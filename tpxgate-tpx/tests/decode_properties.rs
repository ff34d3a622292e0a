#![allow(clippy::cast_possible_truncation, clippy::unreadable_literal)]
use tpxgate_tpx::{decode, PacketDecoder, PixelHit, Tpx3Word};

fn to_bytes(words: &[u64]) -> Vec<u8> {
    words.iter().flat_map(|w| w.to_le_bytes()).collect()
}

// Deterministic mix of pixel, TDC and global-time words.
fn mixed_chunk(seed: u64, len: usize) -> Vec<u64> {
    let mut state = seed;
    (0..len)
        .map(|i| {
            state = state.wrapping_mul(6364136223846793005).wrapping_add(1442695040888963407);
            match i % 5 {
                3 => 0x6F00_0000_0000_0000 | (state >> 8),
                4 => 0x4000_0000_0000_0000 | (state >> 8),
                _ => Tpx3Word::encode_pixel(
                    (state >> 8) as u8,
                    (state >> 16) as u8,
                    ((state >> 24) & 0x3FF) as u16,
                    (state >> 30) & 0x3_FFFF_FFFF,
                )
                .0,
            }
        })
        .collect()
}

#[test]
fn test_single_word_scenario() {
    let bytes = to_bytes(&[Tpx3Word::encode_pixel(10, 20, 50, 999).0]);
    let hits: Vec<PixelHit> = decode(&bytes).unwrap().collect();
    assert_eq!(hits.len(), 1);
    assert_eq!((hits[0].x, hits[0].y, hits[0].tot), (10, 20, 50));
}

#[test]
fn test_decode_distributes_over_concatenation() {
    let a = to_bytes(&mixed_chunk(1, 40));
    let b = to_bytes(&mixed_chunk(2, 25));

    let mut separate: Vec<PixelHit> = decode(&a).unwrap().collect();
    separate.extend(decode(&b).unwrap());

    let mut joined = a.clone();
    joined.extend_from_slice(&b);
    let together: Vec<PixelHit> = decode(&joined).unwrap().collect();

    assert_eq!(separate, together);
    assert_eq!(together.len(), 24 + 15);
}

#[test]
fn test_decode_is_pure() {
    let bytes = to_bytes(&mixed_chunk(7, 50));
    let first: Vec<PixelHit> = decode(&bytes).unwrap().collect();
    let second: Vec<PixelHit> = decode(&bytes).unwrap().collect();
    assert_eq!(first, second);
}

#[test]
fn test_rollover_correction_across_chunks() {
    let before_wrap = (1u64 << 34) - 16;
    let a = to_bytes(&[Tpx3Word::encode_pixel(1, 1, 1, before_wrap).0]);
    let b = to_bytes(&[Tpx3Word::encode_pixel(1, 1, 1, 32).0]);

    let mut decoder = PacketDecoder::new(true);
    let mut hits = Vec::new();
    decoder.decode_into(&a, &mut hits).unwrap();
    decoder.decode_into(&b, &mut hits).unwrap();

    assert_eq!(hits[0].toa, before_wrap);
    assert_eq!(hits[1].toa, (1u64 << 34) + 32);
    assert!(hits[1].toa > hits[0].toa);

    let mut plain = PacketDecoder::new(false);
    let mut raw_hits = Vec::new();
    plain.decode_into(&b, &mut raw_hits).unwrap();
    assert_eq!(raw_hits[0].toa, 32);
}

* * *

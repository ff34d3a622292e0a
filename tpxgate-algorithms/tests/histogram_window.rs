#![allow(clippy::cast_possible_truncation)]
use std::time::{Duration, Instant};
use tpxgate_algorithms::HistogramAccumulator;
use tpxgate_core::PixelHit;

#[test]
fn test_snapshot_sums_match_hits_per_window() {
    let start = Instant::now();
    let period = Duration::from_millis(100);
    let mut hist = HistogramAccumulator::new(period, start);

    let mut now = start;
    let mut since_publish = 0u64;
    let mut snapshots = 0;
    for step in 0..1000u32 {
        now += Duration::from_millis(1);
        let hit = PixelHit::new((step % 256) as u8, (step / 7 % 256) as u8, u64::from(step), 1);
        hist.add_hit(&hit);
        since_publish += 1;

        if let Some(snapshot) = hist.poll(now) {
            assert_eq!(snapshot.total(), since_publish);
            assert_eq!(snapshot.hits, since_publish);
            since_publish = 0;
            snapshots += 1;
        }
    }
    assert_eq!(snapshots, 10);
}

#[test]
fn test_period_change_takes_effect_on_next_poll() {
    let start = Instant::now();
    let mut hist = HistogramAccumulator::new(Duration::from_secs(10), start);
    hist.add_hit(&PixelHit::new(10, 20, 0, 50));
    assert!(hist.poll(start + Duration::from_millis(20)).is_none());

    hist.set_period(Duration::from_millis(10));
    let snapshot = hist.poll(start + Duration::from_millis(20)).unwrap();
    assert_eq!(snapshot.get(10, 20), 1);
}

» **YOUR TASK**:
Answer with a single number: the count of lines in the records that contain "first".

» **ANSWER BOX**:
2